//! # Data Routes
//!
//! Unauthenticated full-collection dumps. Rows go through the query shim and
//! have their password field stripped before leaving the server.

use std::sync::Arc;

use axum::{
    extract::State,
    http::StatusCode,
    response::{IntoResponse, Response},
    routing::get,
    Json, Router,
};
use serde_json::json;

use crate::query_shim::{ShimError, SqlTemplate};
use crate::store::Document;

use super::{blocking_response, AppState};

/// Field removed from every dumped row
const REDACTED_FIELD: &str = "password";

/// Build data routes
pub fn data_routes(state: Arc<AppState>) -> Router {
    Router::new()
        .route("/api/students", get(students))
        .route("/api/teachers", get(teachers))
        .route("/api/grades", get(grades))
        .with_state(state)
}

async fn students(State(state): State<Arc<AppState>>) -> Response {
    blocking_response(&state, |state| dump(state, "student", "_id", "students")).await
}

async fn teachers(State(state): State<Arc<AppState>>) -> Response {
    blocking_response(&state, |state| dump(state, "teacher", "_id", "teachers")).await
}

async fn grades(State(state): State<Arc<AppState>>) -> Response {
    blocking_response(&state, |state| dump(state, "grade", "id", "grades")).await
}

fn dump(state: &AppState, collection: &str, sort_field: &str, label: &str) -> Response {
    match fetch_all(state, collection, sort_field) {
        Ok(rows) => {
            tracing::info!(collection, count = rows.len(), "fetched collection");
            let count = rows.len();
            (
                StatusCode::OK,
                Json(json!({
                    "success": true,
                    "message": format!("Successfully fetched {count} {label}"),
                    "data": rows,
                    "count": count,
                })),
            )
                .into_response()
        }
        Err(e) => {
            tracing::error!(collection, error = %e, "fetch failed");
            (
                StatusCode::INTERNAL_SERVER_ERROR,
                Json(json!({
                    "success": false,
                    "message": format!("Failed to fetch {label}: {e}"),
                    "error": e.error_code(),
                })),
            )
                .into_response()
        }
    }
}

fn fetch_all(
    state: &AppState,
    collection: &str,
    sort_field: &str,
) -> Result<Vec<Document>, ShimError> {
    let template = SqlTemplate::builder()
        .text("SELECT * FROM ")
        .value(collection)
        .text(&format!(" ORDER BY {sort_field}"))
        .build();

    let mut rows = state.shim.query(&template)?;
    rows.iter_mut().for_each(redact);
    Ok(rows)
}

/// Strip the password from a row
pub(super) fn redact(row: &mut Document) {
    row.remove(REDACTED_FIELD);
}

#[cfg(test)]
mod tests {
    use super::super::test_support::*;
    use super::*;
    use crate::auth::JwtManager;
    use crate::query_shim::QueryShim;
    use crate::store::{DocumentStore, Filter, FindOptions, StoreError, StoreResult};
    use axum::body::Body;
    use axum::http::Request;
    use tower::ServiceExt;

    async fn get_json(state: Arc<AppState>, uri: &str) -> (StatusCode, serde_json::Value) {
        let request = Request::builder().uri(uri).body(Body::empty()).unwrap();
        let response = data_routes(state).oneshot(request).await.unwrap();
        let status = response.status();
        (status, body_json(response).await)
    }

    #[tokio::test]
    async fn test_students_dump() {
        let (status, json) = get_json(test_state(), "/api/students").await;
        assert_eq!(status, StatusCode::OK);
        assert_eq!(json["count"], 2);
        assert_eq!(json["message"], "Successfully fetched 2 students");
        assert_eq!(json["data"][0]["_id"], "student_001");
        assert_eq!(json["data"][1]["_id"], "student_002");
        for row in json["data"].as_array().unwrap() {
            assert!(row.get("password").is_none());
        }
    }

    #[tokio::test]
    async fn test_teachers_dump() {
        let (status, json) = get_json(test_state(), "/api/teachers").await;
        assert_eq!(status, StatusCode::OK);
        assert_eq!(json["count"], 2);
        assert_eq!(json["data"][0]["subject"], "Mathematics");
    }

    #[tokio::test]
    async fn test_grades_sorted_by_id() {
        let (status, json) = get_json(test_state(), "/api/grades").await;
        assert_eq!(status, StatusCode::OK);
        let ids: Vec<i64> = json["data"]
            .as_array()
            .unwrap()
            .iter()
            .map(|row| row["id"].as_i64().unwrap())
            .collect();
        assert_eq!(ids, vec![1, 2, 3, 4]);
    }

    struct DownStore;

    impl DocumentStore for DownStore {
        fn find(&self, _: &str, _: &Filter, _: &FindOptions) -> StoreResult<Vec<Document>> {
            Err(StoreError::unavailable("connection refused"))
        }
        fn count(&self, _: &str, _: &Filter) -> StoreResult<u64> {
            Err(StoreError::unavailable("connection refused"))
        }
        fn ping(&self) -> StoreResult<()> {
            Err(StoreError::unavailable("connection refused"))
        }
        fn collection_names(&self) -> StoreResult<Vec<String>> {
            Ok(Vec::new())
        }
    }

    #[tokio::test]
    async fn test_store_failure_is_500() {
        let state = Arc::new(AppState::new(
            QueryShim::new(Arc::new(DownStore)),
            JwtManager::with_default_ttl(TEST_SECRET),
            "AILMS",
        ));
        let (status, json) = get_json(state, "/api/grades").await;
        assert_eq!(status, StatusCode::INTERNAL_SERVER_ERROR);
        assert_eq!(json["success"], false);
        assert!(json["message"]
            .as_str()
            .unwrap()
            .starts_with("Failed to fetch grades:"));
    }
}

▶ _Work task_
Output each of the records exactly as it stands above.

▶ _Exercise response_
//! # Data Routes
//!
//! Unauthenticated full-collection dumps. Rows go through the query shim and
//! have their password field stripped before leaving the server.

use std::sync::Arc;

use axum::{
    extract::State,
    http::StatusCode,
    response::{IntoResponse, Response},
    routing::get,
    Json, Router,
};
use serde_json::json;

use crate::query_shim::{ShimError, SqlTemplate};
use crate::store::Document;

use super::{blocking_response, AppState};

/// Field removed from every dumped row
const REDACTED_FIELD: &str = "password";

/// Build data routes
pub fn data_routes(state: Arc<AppState>) -> Router {
    Router::new()
        .route("/api/students", get(students))
        .route("/api/teachers", get(teachers))
        .route("/api/grades", get(grades))
        .with_state(state)
}

async fn students(State(state): State<Arc<AppState>>) -> Response {
    blocking_response(&state, |state| dump(state, "student", "_id", "students")).await
}

async fn teachers(State(state): State<Arc<AppState>>) -> Response {
    blocking_response(&state, |state| dump(state, "teacher", "_id", "teachers")).await
}

async fn grades(State(state): State<Arc<AppState>>) -> Response {
    blocking_response(&state, |state| dump(state, "grade", "id", "grades")).await
}

fn dump(state: &AppState, collection: &str, sort_field: &str, label: &str) -> Response {
    match fetch_all(state, collection, sort_field) {
        Ok(rows) => {
            tracing::info!(collection, count = rows.len(), "fetched collection");
            let count = rows.len();
            (
                StatusCode::OK,
                Json(json!({
                    "success": true,
                    "message": format!("Successfully fetched {count} {label}"),
                    "data": rows,
                    "count": count,
                })),
            )
                .into_response()
        }
        Err(e) => {
            tracing::error!(collection, error = %e, "fetch failed");
            (
                StatusCode::INTERNAL_SERVER_ERROR,
                Json(json!({
                    "success": false,
                    "message": format!("Failed to fetch {label}: {e}"),
                    "error": e.error_code(),
                })),
            )
                .into_response()
        }
    }
}

fn fetch_all(
    state: &AppState,
    collection: &str,
    sort_field: &str,
) -> Result<Vec<Document>, ShimError> {
    let template = SqlTemplate::builder()
        .text("SELECT * FROM ")
        .value(collection)
        .text(&format!(" ORDER BY {sort_field}"))
        .build();

    let mut rows = state.shim.query(&template)?;
    rows.iter_mut().for_each(redact);
    Ok(rows)
}

/// Strip the password from a row
pub(super) fn redact(row: &mut Document) {
    row.remove(REDACTED_FIELD);
}

#[cfg(test)]
mod tests {
    use super::super::test_support::*;
    use super::*;
    use crate::auth::JwtManager;
    use crate::query_shim::QueryShim;
    use crate::store::{DocumentStore, Filter, FindOptions, StoreError, StoreResult};
    use axum::body::Body;
    use axum::http::Request;
    use tower::ServiceExt;

    async fn get_json(state: Arc<AppState>, uri: &str) -> (StatusCode, serde_json::Value) {
        let request = Request::builder().uri(uri).body(Body::empty()).unwrap();
        let response = data_routes(state).oneshot(request).await.unwrap();
        let status = response.status();
        (status, body_json(response).await)
    }

    #[tokio::test]
    async fn test_students_dump() {
        let (status, json) = get_json(test_state(), "/api/students").await;
        assert_eq!(status, StatusCode::OK);
        assert_eq!(json["count"], 2);
        assert_eq!(json["message"], "Successfully fetched 2 students");
        assert_eq!(json["data"][0]["_id"], "student_001");
        assert_eq!(json["data"][1]["_id"], "student_002");
        for row in json["data"].as_array().unwrap() {
            assert!(row.get("password").is_none());
        }
    }

    #[tokio::test]
    async fn test_teachers_dump() {
        let (status, json) = get_json(test_state(), "/api/teachers").await;
        assert_eq!(status, StatusCode::OK);
        assert_eq!(json["count"], 2);
        assert_eq!(json["data"][0]["subject"], "Mathematics");
    }

    #[tokio::test]
    async fn test_grades_sorted_by_id() {
        let (status, json) = get_json(test_state(), "/api/grades").await;
        assert_eq!(status, StatusCode::OK);
        let ids: Vec<i64> = json["data"]
            .as_array()
            .unwrap()
            .iter()
            .map(|row| row["id"].as_i64().unwrap())
            .collect();
        assert_eq!(ids, vec![1, 2, 3, 4]);
    }

    struct DownStore;

    impl DocumentStore for DownStore {
        fn find(&self, _: &str, _: &Filter, _: &FindOptions) -> StoreResult<Vec<Document>> {
            Err(StoreError::unavailable("connection refused"))
        }
        fn count(&self, _: &str, _: &Filter) -> StoreResult<u64> {
            Err(StoreError::unavailable("connection refused"))
        }
        fn ping(&self) -> StoreResult<()> {
            Err(StoreError::unavailable("connection refused"))
        }
        fn collection_names(&self) -> StoreResult<Vec<String>> {
            Ok(Vec::new())
        }
    }

    #[tokio::test]
    async fn test_store_failure_is_500() {
        let state = Arc::new(AppState::new(
            QueryShim::new(Arc::new(DownStore)),
            JwtManager::with_default_ttl(TEST_SECRET),
            "AILMS",
        ));
        let (status, json) = get_json(state, "/api/grades").await;
        assert_eq!(status, StatusCode::INTERNAL_SERVER_ERROR);
        assert_eq!(json["success"], false);
        assert!(json["message"]
            .as_str()
            .unwrap()
            .starts_with("Failed to fetch grades:"));
    }
}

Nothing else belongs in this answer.